Pull every line with "FxHasher" from the entries below.

=== Section Start ===

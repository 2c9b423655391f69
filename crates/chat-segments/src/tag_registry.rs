use std::hash::Hasher;

use rustc_hash::{FxHashMap, FxHasher};
use thiserror::Error;

/// The reserved name of the text segment kind.
///
/// It can never be registered as a tag name: a segment whose kind is
/// `text` is a plain text run, not a tag.
pub const TEXT_SEGMENT_NAME: &str = "text";

/// How a recognized tag is treated once one of its segments completes.
///
///  - `Renderable` tags are displayed inline by the host.
///  - `Metadata` tags trigger a registered handler and are not displayed.
#[derive(Debug, Clone, Copy, PartialEq, Eq, Hash)]
#[cfg_attr(feature = "serde", derive(serde::Serialize, serde::Deserialize))]
pub enum TagKind {
    Renderable,
    Metadata,
}

#[derive(Debug, Error, PartialEq, Eq)]
pub enum RegistryError {
    #[error("\"{0}\" is reserved for text segments and cannot be registered as a tag")]
    ReservedName(Box<str>),

    #[error("\"{0}\" is not a valid tag name")]
    InvalidName(Box<str>),
}

/// Whether `byte` may appear in a tag name after the leading ASCII letter.
pub(crate) fn is_name_byte(byte: u8) -> bool {
    matches!(byte, b'a'..=b'z' | b'A'..=b'Z' | b'0'..=b'9' | b'-' | b'_' | b'.')
}

/// Length of the longest tag-name run at the start of `bytes`: an ASCII
/// letter followed by letters, digits, `-`, `_`, and `.`. Zero when no
/// name starts there, so `<3` and `</chart>` fall straight through to the
/// plain-text path.
pub(crate) fn tag_name_span(bytes: &[u8]) -> usize {
    match bytes.first() {
        Some(byte) if byte.is_ascii_alphabetic() => {
            1 + bytes[1..]
                .iter()
                .take_while(|&&byte| is_name_byte(byte))
                .count()
        }
        _ => 0,
    }
}

/// Reports whether `name` satisfies the tag name grammar: an ASCII letter
/// followed by ASCII letters, digits, `-`, `_`, or `.`.
///
/// Names are matched case-sensitively everywhere, so no normalization
/// happens here or at lookup time.
pub fn is_valid_tag_name(name: &str) -> bool {
    !name.is_empty() && tag_name_span(name.as_bytes()) == name.len()
}

/// The runtime table of recognized tag names.
///
/// The registry answers two questions: whether a string names a recognized
/// tag, and whether that tag is a metadata tag. All lookups are total.
///
/// The registry is read-mostly. A parser never reads it mid-scan; instead
/// it takes a [`RegistrySnapshot`] at the start of each parse call and uses
/// that snapshot throughout, detecting changes between calls through the
/// content [`fingerprint`](TagRegistry::fingerprint).
#[derive(Debug, Default, Clone)]
pub struct TagRegistry {
    tags: FxHashMap<Box<str>, TagKind>,
    fingerprint: u64,
}

impl TagRegistry {
    pub fn new() -> Self {
        Self::default()
    }

    /// Builds a registry from `(name, kind)` pairs.
    pub fn from_tags<'a, I>(tags: I) -> Result<Self, RegistryError>
    where
        I: IntoIterator<Item = (&'a str, TagKind)>,
    {
        let mut registry = Self::new();
        for (name, kind) in tags {
            registry.register(name, kind)?;
        }
        Ok(registry)
    }

    /// Adds `name` as a recognized tag, or overwrites its kind if it is
    /// already registered.
    pub fn register(&mut self, name: &str, kind: TagKind) -> Result<(), RegistryError> {
        if name == TEXT_SEGMENT_NAME {
            return Err(RegistryError::ReservedName(name.into()));
        }
        if !is_valid_tag_name(name) {
            return Err(RegistryError::InvalidName(name.into()));
        }

        self.tags.insert(name.into(), kind);
        self.refresh_fingerprint();
        Ok(())
    }

    /// Removes `name` from recognition. Safe to call for absent names.
    pub fn unregister(&mut self, name: &str) {
        if self.tags.remove(name).is_some() {
            self.refresh_fingerprint();
        }
    }

    /// Looks up a name. `None` means the name is unknown.
    pub fn lookup(&self, name: &str) -> Option<TagKind> {
        self.tags.get(name).copied()
    }

    pub fn len(&self) -> usize {
        self.tags.len()
    }

    pub fn is_empty(&self) -> bool {
        self.tags.is_empty()
    }

    /// A content hash of the registered `(name, kind)` pairs.
    ///
    /// Two registries with the same contents produce the same fingerprint
    /// regardless of registration order, so a cached snapshot can be kept
    /// as long as the fingerprint matches.
    pub fn fingerprint(&self) -> u64 {
        self.fingerprint
    }

    /// A stable copy of the recognized names and kinds, tagged with the
    /// fingerprint of the contents it was taken from.
    pub fn snapshot(&self) -> RegistrySnapshot {
        RegistrySnapshot {
            tags: self.tags.clone(),
            fingerprint: self.fingerprint,
        }
    }

    fn refresh_fingerprint(&mut self) {
        /*
         * Hash map iteration order is unspecified, so the fingerprint
         * combines the per-entry hashes with XOR, which is commutative.
         * An empty registry hashes to zero.
         */
        let mut combined = 0u64;
        for (name, kind) in &self.tags {
            let mut hasher = FxHasher::default();
            hasher.write(name.as_bytes());
            hasher.write_u8(match kind {
                TagKind::Renderable => 0,
                TagKind::Metadata => 1,
            });
            combined ^= hasher.finish();
        }
        self.fingerprint = combined;
    }
}

/// The registry contents as seen at the start of one parse call.
#[derive(Debug, Clone)]
pub struct RegistrySnapshot {
    tags: FxHashMap<Box<str>, TagKind>,
    fingerprint: u64,
}

impl RegistrySnapshot {
    pub fn lookup(&self, name: &str) -> Option<TagKind> {
        self.tags.get(name).copied()
    }

    pub fn fingerprint(&self) -> u64 {
        self.fingerprint
    }

    /// The recognized names, in unspecified order.
    pub fn names(&self) -> impl Iterator<Item = &str> {
        self.tags.keys().map(AsRef::as_ref)
    }
}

=== Section End ===

Answer to this problem >>
use rustc_hash::{FxHashMap, FxHasher};
            let mut hasher = FxHasher::default();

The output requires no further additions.